Copy the data word for word, keeping every line.
+-------+
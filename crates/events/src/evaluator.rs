//! Per-candidate accept/reject rules.
//!
//! The pure checks (content filters, channel toggles, quiet hours) live
//! here. The rate limit and dedup checks need other items, so they run
//! inside [`NotificationStore::admit`] and come back as an [`Admission`]
//! that [`Decision`] reads.
//!
//! [`NotificationStore::admit`]: quill_db::NotificationStore::admit

use std::fmt;

use quill_core::channels::DeliveryChannel;
use quill_core::event_types::EventType;
use quill_core::preferences::NotificationPreferences;
use quill_core::subscription::{ContentAttributes, FilterRejection, SubscriptionFilters};
use quill_core::types::{DbId, Timestamp};
use quill_db::models::notification::{Admission, AdmissionLimits, NotificationItem};

// ---------------------------------------------------------------------------
// Decision
// ---------------------------------------------------------------------------

/// Why a (subscription, channel) pair produced no item.
#[derive(Debug, Clone, PartialEq)]
pub enum RejectReason {
    Filter(FilterRejection),
    ChannelDisabled(DeliveryChannel),
    RateLimited { recent_count: i64 },
    Duplicate { existing_id: DbId },
}

impl fmt::Display for RejectReason {
    fn fmt(&self, f: &mut fmt::Formatter<'_>) -> fmt::Result {
        match self {
            RejectReason::Filter(rejection) => write!(f, "filtered: {rejection}"),
            RejectReason::ChannelDisabled(channel) => write!(f, "{channel} disabled"),
            RejectReason::RateLimited { recent_count } => {
                write!(f, "rate limited ({recent_count} in the last hour)")
            }
            RejectReason::Duplicate { existing_id } => write!(f, "duplicate of item {existing_id}"),
        }
    }
}

#[derive(Debug, Clone, PartialEq)]
pub enum Decision {
    Accept(NotificationItem),
    Reject(RejectReason),
}

impl From<Admission> for Decision {
    fn from(admission: Admission) -> Self {
        match admission {
            Admission::Created(item) => Decision::Accept(item),
            Admission::RateLimited { recent_count } => {
                Decision::Reject(RejectReason::RateLimited { recent_count })
            }
            Admission::Duplicate { existing_id } => {
                Decision::Reject(RejectReason::Duplicate { existing_id })
            }
        }
    }
}

// ---------------------------------------------------------------------------
// Rules
// ---------------------------------------------------------------------------

/// Content filters, conjunctive; an unset filter or missing attribute passes.
pub fn evaluate_filters(
    filters: &SubscriptionFilters,
    attrs: &ContentAttributes,
) -> Result<(), RejectReason> {
    filters.evaluate(attrs).map_err(RejectReason::Filter)
}

/// How accepted items for one user should leave the system.
#[derive(Debug, Clone, Copy, PartialEq, Eq)]
pub enum DeliveryMode {
    /// Dispatch now.
    Immediate,
    /// Leave for the user's next digest.
    Batched,
    /// Hold until quiet hours end.
    QuietHours,
}

impl DeliveryMode {
    pub fn for_user(prefs: &NotificationPreferences, now: Timestamp) -> Self {
        if prefs.enable_batching {
            DeliveryMode::Batched
        } else if prefs.is_quiet_at(now) {
            DeliveryMode::QuietHours
        } else {
            DeliveryMode::Immediate
        }
    }

    pub fn is_immediate(self) -> bool {
        self == DeliveryMode::Immediate
    }
}

/// Channels an event may produce items on for one user.
#[derive(Debug, Clone, PartialEq, Eq)]
pub struct ChannelPlan {
    pub enabled: Vec<DeliveryChannel>,
    pub disabled: Vec<DeliveryChannel>,
    pub mode: DeliveryMode,
}

/// Split channels by the user's global and per-event toggles. A disabled
/// channel never affects the others.
pub fn plan_channels(
    prefs: &NotificationPreferences,
    event: EventType,
    now: Timestamp,
) -> ChannelPlan {
    let (enabled, disabled) = DeliveryChannel::ALL
        .into_iter()
        .partition(|channel| prefs.allows(event, *channel));
    ChannelPlan {
        enabled,
        disabled,
        mode: DeliveryMode::for_user(prefs, now),
    }
}

pub fn admission_limits(prefs: &NotificationPreferences) -> AdmissionLimits {
    AdmissionLimits {
        max_per_hour: prefs.max_notifications_per_hour,
        dedup_window: prefs.min_time_between_similar(),
    }
}

// ---------------------------------------------------------------------------
// Tests
// ---------------------------------------------------------------------------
+-------+
◆ SOLUTION TO THE PROBLEM
filename crates/events/src/evaluator.rs
//! Per-candidate accept/reject rules.
//!
//! The pure checks (content filters, channel toggles, quiet hours) live
//! here. The rate limit and dedup checks need other items, so they run
//! inside [`NotificationStore::admit`] and come back as an [`Admission`]
//! that [`Decision`] reads.
//!
//! [`NotificationStore::admit`]: quill_db::NotificationStore::admit

use std::fmt;

use quill_core::channels::DeliveryChannel;
use quill_core::event_types::EventType;
use quill_core::preferences::NotificationPreferences;
use quill_core::subscription::{ContentAttributes, FilterRejection, SubscriptionFilters};
use quill_core::types::{DbId, Timestamp};
use quill_db::models::notification::{Admission, AdmissionLimits, NotificationItem};

// ---------------------------------------------------------------------------
// Decision
// ---------------------------------------------------------------------------

/// Why a (subscription, channel) pair produced no item.
#[derive(Debug, Clone, PartialEq)]
pub enum RejectReason {
    Filter(FilterRejection),
    ChannelDisabled(DeliveryChannel),
    RateLimited { recent_count: i64 },
    Duplicate { existing_id: DbId },
}

impl fmt::Display for RejectReason {
    fn fmt(&self, f: &mut fmt::Formatter<'_>) -> fmt::Result {
        match self {
            RejectReason::Filter(rejection) => write!(f, "filtered: {rejection}"),
            RejectReason::ChannelDisabled(channel) => write!(f, "{channel} disabled"),
            RejectReason::RateLimited { recent_count } => {
                write!(f, "rate limited ({recent_count} in the last hour)")
            }
            RejectReason::Duplicate { existing_id } => write!(f, "duplicate of item {existing_id}"),
        }
    }
}

#[derive(Debug, Clone, PartialEq)]
pub enum Decision {
    Accept(NotificationItem),
    Reject(RejectReason),
}

impl From<Admission> for Decision {
    fn from(admission: Admission) -> Self {
        match admission {
            Admission::Created(item) => Decision::Accept(item),
            Admission::RateLimited { recent_count } => {
                Decision::Reject(RejectReason::RateLimited { recent_count })
            }
            Admission::Duplicate { existing_id } => {
                Decision::Reject(RejectReason::Duplicate { existing_id })
            }
        }
    }
}

// ---------------------------------------------------------------------------
// Rules
// ---------------------------------------------------------------------------

/// Content filters, conjunctive; an unset filter or missing attribute passes.
pub fn evaluate_filters(
    filters: &SubscriptionFilters,
    attrs: &ContentAttributes,
) -> Result<(), RejectReason> {
    filters.evaluate(attrs).map_err(RejectReason::Filter)
}

/// How accepted items for one user should leave the system.
#[derive(Debug, Clone, Copy, PartialEq, Eq)]
pub enum DeliveryMode {
    /// Dispatch now.
    Immediate,
    /// Leave for the user's next digest.
    Batched,
    /// Hold until quiet hours end.
    QuietHours,
}

impl DeliveryMode {
    pub fn for_user(prefs: &NotificationPreferences, now: Timestamp) -> Self {
        if prefs.enable_batching {
            DeliveryMode::Batched
        } else if prefs.is_quiet_at(now) {
            DeliveryMode::QuietHours
        } else {
            DeliveryMode::Immediate
        }
    }

    pub fn is_immediate(self) -> bool {
        self == DeliveryMode::Immediate
    }
}

/// Channels an event may produce items on for one user.
#[derive(Debug, Clone, PartialEq, Eq)]
pub struct ChannelPlan {
    pub enabled: Vec<DeliveryChannel>,
    pub disabled: Vec<DeliveryChannel>,
    pub mode: DeliveryMode,
}

/// Split channels by the user's global and per-event toggles. A disabled
/// channel never affects the others.
pub fn plan_channels(
    prefs: &NotificationPreferences,
    event: EventType,
    now: Timestamp,
) -> ChannelPlan {
    let (enabled, disabled) = DeliveryChannel::ALL
        .into_iter()
        .partition(|channel| prefs.allows(event, *channel));
    ChannelPlan {
        enabled,
        disabled,
        mode: DeliveryMode::for_user(prefs, now),
    }
}

pub fn admission_limits(prefs: &NotificationPreferences) -> AdmissionLimits {
    AdmissionLimits {
        max_per_hour: prefs.max_notifications_per_hour,
        dedup_window: prefs.min_time_between_similar(),
    }
}

// ---------------------------------------------------------------------------
// Tests
// ---------------------------------------------------------------------------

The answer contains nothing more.